The Centre for Public Interest Litigation (CPIL) told the Supreme Court Monday that auction was the only “rational and legal” way for allocating the nation’s natural resources to private parties for commercial exploitation.
CPIL said this in its response to the presidential reference seeking opinion of the court whether the allocation of natural resources for commercial exploitation across all the sectors and in all the circumstances could only be done through auction.
“…the rule of law mandate would obviously mean that if and when scarce and limited natural resources are allocated to private parties for commercial exploitation then the only rational and legal method (which minimises abuse and maximises public interest) is a properly designed transparent public auction,” the CPIL said.
“This would be consistent with … the constitution of India”, it said.
An supreme court constitution bench comprising Chief Justice S.H. Kapadia, Justice D.K. Jain, Justice J.S. Khehar, Justice Dipak Misra and Justice Ranjan Gogoi had May 11, issued notices on reference to all states, the CPIL, Janata Party president Subramanian Swamy, Federation of Indian Chambers of Commerce and Industry and Confederation of Indian Industry.
Presidential reference seeking clarity on the methodology of allocating natural resources was made April 12.
It followed the supreme court verdict of Feb 2 by which while cancelling the 122 telecom licences granted by then communications minister A. Raja, the court held that the policy of first-come, first-served was “flawed” and said auction was the only route for allocating natural resources.
The presidential reference seeking clarity on the methodology of allocating natural resources was made April 12.

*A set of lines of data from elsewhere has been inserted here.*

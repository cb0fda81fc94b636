pub mod admin;
pub mod cart;
pub mod catalog;
pub mod content;
pub mod health;
pub mod orders;

use actix_web::{http::header, web, HttpRequest, HttpResponse};
use pharmacy_shared::{FlashMessage, UserRole};
use serde::Serialize;

use crate::error::AppError;
use crate::middleware::AuthMiddleware;
use crate::services::{Session, SessionService};
use crate::utils::jwt::JwtService;

/// Read-model wrapper that carries the flash messages popped for this request
#[derive(Debug, Serialize)]
pub struct Page<T> {
    #[serde(flatten)]
    pub data: T,
    pub messages: Vec<FlashMessage>,
}

/// Save the session and answer with a 303 redirect, setting the cookie when needed
pub async fn see_other(
    sessions: &SessionService,
    session: &Session,
    location: &str,
) -> Result<HttpResponse, AppError> {
    sessions.save(session).await?;

    let mut response = HttpResponse::SeeOther();
    response.insert_header((header::LOCATION, location.to_string()));
    if let Some(cookie) = sessions.cookie_for(session) {
        response.cookie(cookie);
    }
    Ok(response.finish())
}

/// Save the session and answer with a JSON body
pub async fn json_with_session<T: Serialize>(
    sessions: &SessionService,
    session: &Session,
    body: &T,
) -> Result<HttpResponse, AppError> {
    sessions.save(session).await?;

    let mut response = HttpResponse::Ok();
    if let Some(cookie) = sessions.cookie_for(session) {
        response.cookie(cookie);
    }
    Ok(response.json(body))
}

/// Pop pending messages and render `data` as a page
pub async fn page<T: Serialize>(
    sessions: &SessionService,
    session: &mut Session,
    data: T,
) -> Result<HttpResponse, AppError> {
    let page = Page {
        data,
        messages: session.take_messages(),
    };
    json_with_session(sessions, session, &page).await
}

/// Same-site Referer path, else `fallback`
pub fn back_to(req: &HttpRequest, fallback: &str) -> String {
    req.headers()
        .get(header::REFERER)
        .and_then(|h| h.to_str().ok())
        .and_then(|referer| {
            let host = req.connection_info().host().to_string();
            let rest = referer
                .strip_prefix("http://")
                .or_else(|| referer.strip_prefix("https://"))?;
            let path = rest.strip_prefix(host.as_str())?;
            path.starts_with('/').then(|| path.to_string())
        })
        .unwrap_or_else(|| fallback.to_string())
}

/// Register storefront routes and the staff-only `/admin` scope
pub fn configure(cfg: &mut web::ServiceConfig, jwt_service: JwtService) {
    cfg.route("/health", web::get().to(health::health_check))
        // Catalog
        .route("/", web::get().to(catalog::home))
        .route("/medicines/", web::get().to(catalog::medicine_list))
        .route("/search/", web::get().to(catalog::search))
        .route("/api/search-suggestions/", web::get().to(catalog::search_suggestions))
        .route("/medicine/{id}/", web::get().to(catalog::medicine_detail))
        // Cart
        .route("/cart/", web::get().to(cart::cart_detail))
        .route("/add-to-cart/{medicine_id}/", web::post().to(cart::add_to_cart))
        .route("/update-cart/{medicine_id}/", web::post().to(cart::update_cart_item))
        .route("/remove-from-cart/{medicine_id}/", web::post().to(cart::remove_from_cart))
        // Checkout and orders
        .route("/checkout/", web::get().to(orders::checkout_page))
        .route("/checkout/", web::post().to(orders::checkout))
        .route("/order-success/{order_id}/", web::get().to(orders::order_success))
        .route("/track-order/", web::post().to(orders::track_order))
        .route("/orders/", web::get().to(orders::order_history))
        .route("/order/{order_id}/", web::get().to(orders::order_detail))
        // Feedback, contact, media, settings
        .route("/submit-feedback/", web::post().to(content::submit_feedback))
        .route("/submit-product-feedback/{medicine_id}/", web::post().to(content::submit_product_feedback))
        .route("/contact-us/", web::post().to(content::contact_us))
        .route("/media/", web::get().to(content::media_page))
        .route("/site-settings/", web::get().to(content::site_settings))
        .service(
            web::scope("/admin")
                .wrap(AuthMiddleware::new(jwt_service).require_role(UserRole::Staff))
                .configure(admin::configure),
        );
}

#[cfg(test)]
mod tests {
    use super::*;
    use actix_web::{http::StatusCode, test, App};
    use uuid::Uuid;

    fn jwt() -> JwtService {
        JwtService::new("handler-test-secret-0123456789abcdef").expect("jwt service")
    }

    #[actix_web::test]
    async fn admin_scope_requires_staff() {
        let jwt = jwt();
        let app = test::init_service(App::new().configure(|cfg| configure(cfg, jwt.clone()))).await;

        let req = test::TestRequest::get().uri("/admin/dashboard").to_request();
        let resp = test::call_service(&app, req).await;
        assert_eq!(resp.status(), StatusCode::UNAUTHORIZED);

        let token = jwt
            .generate_access_token(Uuid::new_v4(), UserRole::Customer, chrono::Duration::minutes(5))
            .expect("token");
        let req = test::TestRequest::get()
            .uri("/admin/dashboard")
            .insert_header((header::AUTHORIZATION, format!("Bearer {}", token)))
            .to_request();
        let resp = test::call_service(&app, req).await;
        assert_eq!(resp.status(), StatusCode::FORBIDDEN);
    }

    #[actix_web::test]
    async fn back_to_keeps_same_host_paths_only() {
        let req = test::TestRequest::default()
            .insert_header((header::HOST, "shop.test"))
            .insert_header((header::REFERER, "http://shop.test/medicine/4/"))
            .to_http_request();
        assert_eq!(back_to(&req, "/"), "/medicine/4/");

        let req = test::TestRequest::default()
            .insert_header((header::HOST, "shop.test"))
            .insert_header((header::REFERER, "https://elsewhere.test/phish/"))
            .to_http_request();
        assert_eq!(back_to(&req, "/"), "/");
    }
}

The CPIL said that government could not “invoke advisory jurisdiction” of the supreme court to “question the correctness of a judgment” delivered by it.
Its reply said that the government could not raise the question of law that had already been decided by the top court.
Alleging that the government had engaged itself in forum shopping, the CPIL said: “The government has indulged in forum shopping by filing a presidential reference raising the same issues as were raised in its review petition in the 2G case, and then withdrawing the review petition after all review petitions by telecom companies were dismissed and only a limited notice was issued on the government’s own review petition.”
“The decision of this court on a question of law was binding on all courts and authorities. Hence, under the said clause, the president can refer a question of law only when this court has not decided it,” it said.
The reply said that the government contended that courts could not adjudicate on a policy and hold it to be “bad just because there was a better policy option available”.